Zwangsarbeit in China Was bringt das Lieferkettengesetz?
Im chinesischen Xinjiang soll es Zehntausende Zwangsarbeiter in Lagern geben. Das Lieferkettengesetz soll verhindern, dass Produkte aus diesen Lagern in Deutschland landen. Doch das zu überprüfen ist schwierig.
Es dauert nicht lange, da fängt uns die Polizei ab. Wir landen in Xinyuan, einer kleineren Stadt in Xinjiang, auf der Polizeistation. Fotos und Videos sollen wir löschen. Nach etwa einer Stunde lassen sie uns gehen.
Die chinesische Regierung behauptet, die sogenannten Umerziehungslager gebe es nicht mehr. Tatsächlich wurden ab 2019 nach Recherchen von Journalisten einige Lager geschlossen, andere bestehen weiter fort.
Auf unserer Reise wird sichtbar, wie sensibel das Thema nach wie vor ist. Überall, ob am Flughafen, am Bahnhof oder an Checkpoints an der Straße, werden wir von Polizisten befragt. Unsere Reisepässe werden abfotografiert. Wir werden oft von mehreren Autos verfolgt.
Im Norden Xinjiangs fahren wir in die Stadt Tacheng an der Grenze zu Kasachstan. Hier wurde Erbakit Ortabay vor sechs Jahren in ein Umerziehungslager gesperrt. Er sei dort zur Arbeit gezwungen worden, erzählt er. Elf Stunden am Tag habe er nähen müssen.
"Zur Strafe an einen eisernen Folterstuhl gekettet"
Zu einem Interview treffen wir ihn in London. "Sie haben uns Produktionsvorgaben gemacht", berichtet Ortabay. "Neben mir saß jemand, der alt war und deshalb nicht schnell genug gearbeitet hat. Zur Strafe haben sie ihn an einen eisernen Folterstuhl gekettet. Er hat nur ein kleines gedämpftes Brot am Tag bekommen. So saß er da 15 Tage."

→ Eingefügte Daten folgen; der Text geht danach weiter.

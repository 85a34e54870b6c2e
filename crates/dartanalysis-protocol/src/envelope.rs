//! Message envelopes exchanged with the analysis server
//!
//! Every line on the wire is one JSON object. Outgoing lines are always
//! [`Request`]s. Incoming lines are classified by shape into an
//! [`IncomingMessage`]: anything carrying an `id` is a response, anything
//! carrying an `event` and no `id` is a notification.

use crate::error::{ProtocolError, Result};
use serde::{Deserialize, Serialize};
use serde_json::Value;

/// Identifier correlating a request with its response
///
/// Opaque on the wire. The client allocates ids from a counter, but no
/// particular value has any special meaning.
#[derive(Debug, Clone, PartialEq, Eq, Hash, PartialOrd, Ord, Serialize, Deserialize)]
#[serde(transparent)]
pub struct RequestId(String);

impl RequestId {
    /// Create from raw string
    pub fn new(id: impl Into<String>) -> Self {
        Self(id.into())
    }

    /// Get the string representation
    pub fn as_str(&self) -> &str {
        &self.0
    }
}

impl From<u64> for RequestId {
    fn from(sequence: u64) -> Self {
        Self(sequence.to_string())
    }
}

impl From<&str> for RequestId {
    fn from(id: &str) -> Self {
        Self(id.to_string())
    }
}

impl std::fmt::Display for RequestId {
    fn fmt(&self, f: &mut std::fmt::Formatter<'_>) -> std::fmt::Result {
        write!(f, "{}", self.0)
    }
}

/// Outgoing request: `{"id": ..., "method": ..., "params": ...}`
#[derive(Debug, Serialize)]
pub struct Request<'a, P> {
    /// Correlation id
    pub id: &'a RequestId,

    /// Method name, e.g. `analysis.setSubscriptions`
    pub method: &'a str,

    /// Command parameters
    pub params: &'a P,
}

impl<'a, P: Serialize> Request<'a, P> {
    /// Build a request envelope
    pub fn new(id: &'a RequestId, method: &'a str, params: &'a P) -> Self {
        Self { id, method, params }
    }

    /// Serialize to a JSON value ready for the transport
    pub fn to_value(&self) -> Result<Value> {
        serde_json::to_value(self).map_err(ProtocolError::from)
    }
}

/// Error object carried by a failed response
#[derive(Debug, Clone, PartialEq, Serialize, Deserialize)]
#[serde(rename_all = "camelCase")]
pub struct RequestError {
    /// Server error code
    pub code: i64,

    /// Human-readable message
    pub message: String,

    /// Server-side stack trace, when the server sends one
    #[serde(default, skip_serializing_if = "Option::is_none")]
    pub stack_trace: Option<String>,
}

/// Response to a previously issued request
#[derive(Debug, Clone, PartialEq, Deserialize)]
pub struct ResponseMessage {
    /// Id of the request this answers
    pub id: RequestId,

    /// Result object; servers omit it for commands without a result
    #[serde(default)]
    pub result: Option<Value>,

    /// Present when the request failed
    #[serde(default)]
    pub error: Option<RequestError>,
}

impl ResponseMessage {
    /// Split into the request's outcome
    ///
    /// A response with an `error` is a failure regardless of any `result`.
    /// A response with neither yields JSON `null`.
    pub fn into_outcome(self) -> std::result::Result<Value, RequestError> {
        match self.error {
            Some(error) => Err(error),
            None => Ok(self.result.unwrap_or(Value::Null)),
        }
    }
}

/// Unsolicited server notification
#[derive(Debug, Clone, PartialEq, Deserialize)]
pub struct NotificationMessage {
    /// Event name, e.g. `analysis.highlights`
    pub event: String,

    /// Raw event parameters
    #[serde(default)]
    pub params: Value,
}

/// A decoded incoming line
///
/// Variant order matters: the response shape is tried first, so the
/// presence of `id` decides the classification.
#[derive(Debug, Clone, PartialEq, Deserialize)]
#[serde(untagged)]
pub enum IncomingMessage {
    /// Has an `id`
    Response(ResponseMessage),

    /// Has an `event` and no `id`
    Notification(NotificationMessage),
}

impl IncomingMessage {
    /// Decode one line read from the server
    ///
    /// # Errors
    ///
    /// Returns [`ProtocolError::SerializationError`] for malformed JSON and
    /// [`ProtocolError::UnrecognizedMessage`] for JSON of neither shape.
    pub fn from_line(line: &str) -> Result<Self> {
        let value: Value = serde_json::from_str(line)?;
        Self::deserialize(value).map_err(|e| ProtocolError::UnrecognizedMessage(e.to_string()))
    }
}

Die Angaben lassen sich nicht überprüfen, aber sie decken sich mit den Berichten vieler anderer Betroffener. In Tacheng fahren wir zu genau diesem Lager. Vor Ort stehen entlang der Straße vor dem Gelände mehrere in schwarz gekleidete Männer. Einer von ihnen läuft unserem Auto hinterher, sagt uns, dass dies ein Trainingsort sei - auf chinesisch Xunlian de difang. Filmen sei verboten.
Wir zeigen Ortabay unsere Aufnahmen. Er sagt, es sei das selbe Lager. "Sie haben das Äußere verändert, aber innen ist es noch dasselbe. Wenn du fragen würdest, 'Können wir mal reingucken?', würden sie dich niemals lassen. Das sind Lügner."
So wie Ortabay werden in Xinjiang Zehntausende Menschen zur Arbeit gezwungen - auch für Waren, die dann in Deutschland verkauft werden. Mit dem Lieferkettengesetz, das seit Januar gilt, will der Gesetzgeber das verhindern. Unternehmen müssen ihre gesamte Lieferkette überprüfen. Fair und nachhaltig soll die Produktion sein. Doch wie soll das in China gewährleistet werden?
Handelskammer: Gesetzesverstöße nicht auszuschließen
Maximilian Butek vertritt die deutsche Auslandshandelskammer in Shanghai. Er sagt, vor allem viele große Unternehmen managten teilweise mehrere zehntausend Lieferanten, die wiederum einen Lieferanten haben und die ebenfalls weitere Lieferanten nutzen. "Hier zu 100 Prozent auszuschließen, dass es bei keinem einzigen dieser Lieferanten zu Gesetzesverstößen kommt, halte ich in der Praxis für kaum realisierbar."
Wir können mit einem Unternehmensprüfer sprechen, der schon mehr als 100 Mal in China war, auch in Xinjiang. Das sei allerdings inzwischen zu gefährlich, sagt er. Er spricht nur anonym mit uns, um seine chinesischen Kollegen zu schützen.
"Ich kenne Firmen, die dort Unternehmen geprüft haben", sagt der Unternehmensprüfer. Doch danach habe die chinesische Polizei oder der Geheimdienst die Mitarbeiter zu Hause aufgesucht. Überprüfungen seien zwar theoretisch möglich, aber mit jedem Monat schwieriger geworden. Lieferketten in China unabhängig zu prüfen scheint vor Ort in der Praxis schwierig umsetzbar zu sein.